(Collected data entries)
[Start of section]
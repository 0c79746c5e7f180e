//! Process-manager restart resolution
//!
//! snova never supervises worker processes itself. It finds out which
//! process manager runs the installation and asks that one to restart:
//!
//! 1. an explicit `supervisor_restart_cmd` from the installation config
//! 2. overmind, when its executable and the installation's socket exist
//! 3. systemd, when requested or configured via `restart_systemd_on_update`
//! 4. supervisor, probed through `supervisorctl status`

pub mod overmind;
pub mod supervisor;
pub mod systemd;

use std::fmt;

use tracing::{info, warn};

use crate::context::BenchContext;
use crate::errors::SnovaError;
use crate::exec::{CommandOutput, CommandSpec};
use crate::procman::supervisor::{GroupSelector, StatusGroupSelector};

/// Process manager backends
#[derive(Debug, Clone, Copy, PartialEq, Eq)]
pub enum Backend {
    /// Installation-configured restart command
    Override,
    Overmind,
    Systemd,
    Supervisor,
}

impl fmt::Display for Backend {
    fn fmt(&self, f: &mut fmt::Formatter<'_>) -> fmt::Result {
        let name = match self {
            Backend::Override => "supervisor_restart_cmd",
            Backend::Overmind => "overmind",
            Backend::Systemd => "systemd",
            Backend::Supervisor => "supervisor",
        };
        f.write_str(name)
    }
}

/// What to restart and how to treat failures
#[derive(Debug, Clone, Default, PartialEq, Eq)]
pub struct RestartRequest {
    /// Restart only the web workers where the backend supports it
    pub web_only: bool,
    /// Raise restart command failures instead of reporting them
    pub strict: bool,
    /// Use systemd even if the installation config does not ask for it
    pub systemd: bool,
}

/// Result of a restart attempt
#[derive(Debug, Clone, PartialEq, Eq)]
pub enum RestartOutcome {
    Restarted { backend: Backend, command: String },
    /// No usable process manager was found. Not an error.
    Skipped { reason: String },
    /// The restart command failed and the request was not strict
    Failed {
        backend: Backend,
        command: String,
        output: String,
    },
}

impl RestartOutcome {
    pub fn is_restarted(&self) -> bool {
        matches!(self, RestartOutcome::Restarted { .. })
    }
}

/// Picks the active process manager and restarts the installation's workers
pub struct ProcessManagerResolver<'a> {
    ctx: &'a BenchContext,
    selector: Box<dyn GroupSelector>,
}

impl<'a> ProcessManagerResolver<'a> {
    pub fn new(ctx: &'a BenchContext) -> Self {
        Self {
            ctx,
            selector: Box::new(StatusGroupSelector),
        }
    }

    /// Replace the supervisor group selection heuristic
    pub fn with_selector(mut self, selector: Box<dyn GroupSelector>) -> Self {
        self.selector = selector;
        self
    }

    pub async fn restart(&self, request: &RestartRequest) -> Result<RestartOutcome, SnovaError> {
        let settings = self.ctx.config().settings().await?;

        if let Some(cmd) = settings.restart_override() {
            info!("Restarting with configured command: {}", cmd);
            let out = self.ctx.run(CommandSpec::new(cmd)).await?;
            return finish(Backend::Override, cmd, out, request.strict);
        }

        if overmind::is_active(self.ctx).await {
            return overmind::restart(self.ctx, request).await;
        }

        if request.systemd || settings.restart_systemd_on_update {
            return systemd::restart(self.ctx, request).await;
        }

        supervisor::restart(self.ctx, self.selector.as_ref(), request).await
    }
}

/// Classify a finished restart command
pub(crate) fn finish(
    backend: Backend,
    command: &str,
    out: CommandOutput,
    strict: bool,
) -> Result<RestartOutcome, SnovaError> {
    if out.success() {
        info!("Restarted processes via {}", backend);
        return Ok(RestartOutcome::Restarted {
            backend,
            command: command.to_string(),
        });
    }

    let output = out.combined().trim().to_string();
    if strict {
        return Err(SnovaError::CommandFailed {
            command: command.to_string(),
            code: out.code,
            output,
        });
    }

    warn!(
        "Restarting via {} failed. Use `snova restart` to retry.",
        backend
    );
    Ok(RestartOutcome::Failed {
        backend,
        command: command.to_string(),
        output,
    })
}
//! Python environment migration

use std::path::{Path, PathBuf};

use colored::Colorize;
use tracing::{info, warn};
use url::Url;

use crate::context::BenchContext;
use crate::errors::SnovaError;
use crate::exec::CommandSpec;

const DEFAULT_REDIS_PORT: u16 = 6379;

/// Primary app, installed before every other app
const PRIMARY_APP: &str = "sparrow";

/// Result of flushing the cache before the environment is replaced
#[derive(Debug, Clone, PartialEq, Eq)]
pub enum CacheFlush {
    Flushed { port: u16 },
    /// `redis-cli` is not on `PATH`
    RedisCliMissing,
    /// No `redis_cache` in the installation config
    NotConfigured,
}

/// Flush the installation's redis cache with `redis-cli`
pub async fn flush_redis_cache(ctx: &BenchContext) -> Result<CacheFlush, SnovaError> {
    let settings = ctx.config().settings().await?;
    let Some(uri) = settings.redis_cache.as_deref() else {
        return Ok(CacheFlush::NotConfigured);
    };
    let Some(redis_cli) = ctx.which("redis-cli") else {
        return Ok(CacheFlush::RedisCliMissing);
    };

    let port = redis_port(uri)?;
    let redis = format!("{} -p {}", redis_cli.display(), port);

    info!("Clearing Redis Cache...");
    ctx.run_checked(CommandSpec::captured(format!("{redis} FLUSHALL"))).await?;
    info!("Clearing Redis DataBase...");
    ctx.run_checked(CommandSpec::captured(format!("{redis} FLUSHDB"))).await?;

    Ok(CacheFlush::Flushed { port })
}

fn redis_port(uri: &str) -> Result<u16, SnovaError> {
    let url = Url::parse(uri)
        .map_err(|e| SnovaError::ConfigError(format!("Invalid redis_cache URI {uri}: {e}")))?;
    Ok(url.port().unwrap_or(DEFAULT_REDIS_PORT))
}

/// Replace the installation's python environment with one built from `python`.
///
/// `python` is a name looked up on `PATH` or a path. When `backup` is set
/// the old environment is moved under `archived/envs/` instead of being
/// deleted by `venv`.
pub async fn migrate_env(ctx: &BenchContext, python: &str, backup: bool) -> Result<(), SnovaError> {
    let python = resolve_python(ctx, python)?;
    let env_dir = ctx.layout().env_dir();

    if python.starts_with(env_dir.path()) {
        println!(
            "{}",
            "Python version supplied is present in currently sourced virtual environment.\n\
             `deactivate` the current virtual environment before migrating environments."
                .yellow()
        );
        return Err(SnovaError::ValidationError(format!(
            "{} lives inside the environment being replaced",
            python.display()
        )));
    }

    match flush_redis_cache(ctx).await {
        Ok(CacheFlush::Flushed { port }) => info!("Flushed redis cache on port {}", port),
        Ok(CacheFlush::RedisCliMissing) => warn!("redis-cli not found, cache was not flushed"),
        Ok(CacheFlush::NotConfigured) => warn!("redis_cache is not configured, cache was not flushed"),
        Err(e) => warn!(
            "Please ensure Redis Connections are running or Daemonized. ({})",
            e
        ),
    }

    if backup && env_dir.exists().await {
        let stamp = chrono::Local::now().format("%Y%m%d_%H%M%S").to_string();
        let target = ctx.layout().archived_envs_dir().path().join(stamp);
        info!("Backing up Virtual Environment to {}", target.display());
        env_dir.rename_to(&target).await?;
    }

    info!("Setting up a New Virtual {} Environment", python.display());
    ctx.run_checked(CommandSpec::new(format!(
        "{} -m venv {}",
        python.display(),
        env_dir.path().display()
    )))
    .await?;

    let env_python = env_dir.path().join("bin").join("python");
    install_app(ctx, &env_python, PRIMARY_APP).await?;
    for app in crate::apps::installed_apps(ctx.layout()).await? {
        if app != PRIMARY_APP {
            install_app(ctx, &env_python, &app).await?;
        }
    }

    info!("Migration Successful to {}", python.display());
    Ok(())
}

fn resolve_python(ctx: &BenchContext, python: &str) -> Result<PathBuf, SnovaError> {
    let candidate = Path::new(python);
    if candidate.components().count() > 1 {
        return Ok(std::path::absolute(candidate)?);
    }
    ctx.which(python)
        .ok_or_else(|| SnovaError::ValidationError(format!("{python} not found on PATH")))
}

async fn install_app(ctx: &BenchContext, env_python: &Path, app: &str) -> Result<(), SnovaError> {
    ctx.run_checked(CommandSpec::new(format!(
        "{} -m pip install --upgrade -e {}",
        env_python.display(),
        ctx.layout().app_dir(app).path().display()
    )))
    .await?;
    Ok(())
}
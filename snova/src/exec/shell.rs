//! Shell-backed command runner

use std::process::Stdio;

use async_trait::async_trait;
use tokio::process::Command;
use tracing::debug;

use crate::errors::SnovaError;
use crate::exec::{CommandOutput, CommandRunner, CommandSpec};

/// Runs commands through `bash -c`
#[derive(Debug, Clone)]
pub struct ShellRunner {
    shell: String,
}

impl ShellRunner {
    pub fn new() -> Self {
        Self {
            shell: "bash".to_string(),
        }
    }
}

impl Default for ShellRunner {
    fn default() -> Self {
        Self::new()
    }
}

#[async_trait]
impl CommandRunner for ShellRunner {
    async fn run(&self, spec: &CommandSpec) -> Result<CommandOutput, SnovaError> {
        debug!("Running command: {}", spec.command);

        let mut command = Command::new(&self.shell);
        command.args(["-c", &spec.command]);
        if let Some(cwd) = &spec.cwd {
            command.current_dir(cwd);
        }
        for (key, value) in &spec.env {
            command.env(key, value);
        }

        if spec.capture {
            let output = command
                .stdin(Stdio::null())
                .output()
                .await
                .map_err(|e| SnovaError::Internal(format!("Failed to run {}: {}", spec.command, e)))?;

            Ok(CommandOutput {
                code: output.status.code(),
                stdout: String::from_utf8_lossy(&output.stdout).into_owned(),
                stderr: String::from_utf8_lossy(&output.stderr).into_owned(),
            })
        } else {
            let status = command
                .status()
                .await
                .map_err(|e| SnovaError::Internal(format!("Failed to run {}: {}", spec.command, e)))?;

            Ok(CommandOutput {
                code: status.code(),
                ..Default::default()
            })
        }
    }
}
[End of section]
§ Exercise requirements:
The lines to extract from the data above begin with the line containing "fn resolve_python(ctx: &BenchContext, python: &str)" and end with the line containing "app: &str) ->". Extract them exactly, including both.

§ Your response:
fn resolve_python(ctx: &BenchContext, python: &str) -> Result<PathBuf, SnovaError> {
    let candidate = Path::new(python);
    if candidate.components().count() > 1 {
        return Ok(std::path::absolute(candidate)?);
    }
    ctx.which(python)
        .ok_or_else(|| SnovaError::ValidationError(format!("{python} not found on PATH")))
}

async fn install_app(ctx: &BenchContext, env_python: &Path, app: &str) -> Result<(), SnovaError> {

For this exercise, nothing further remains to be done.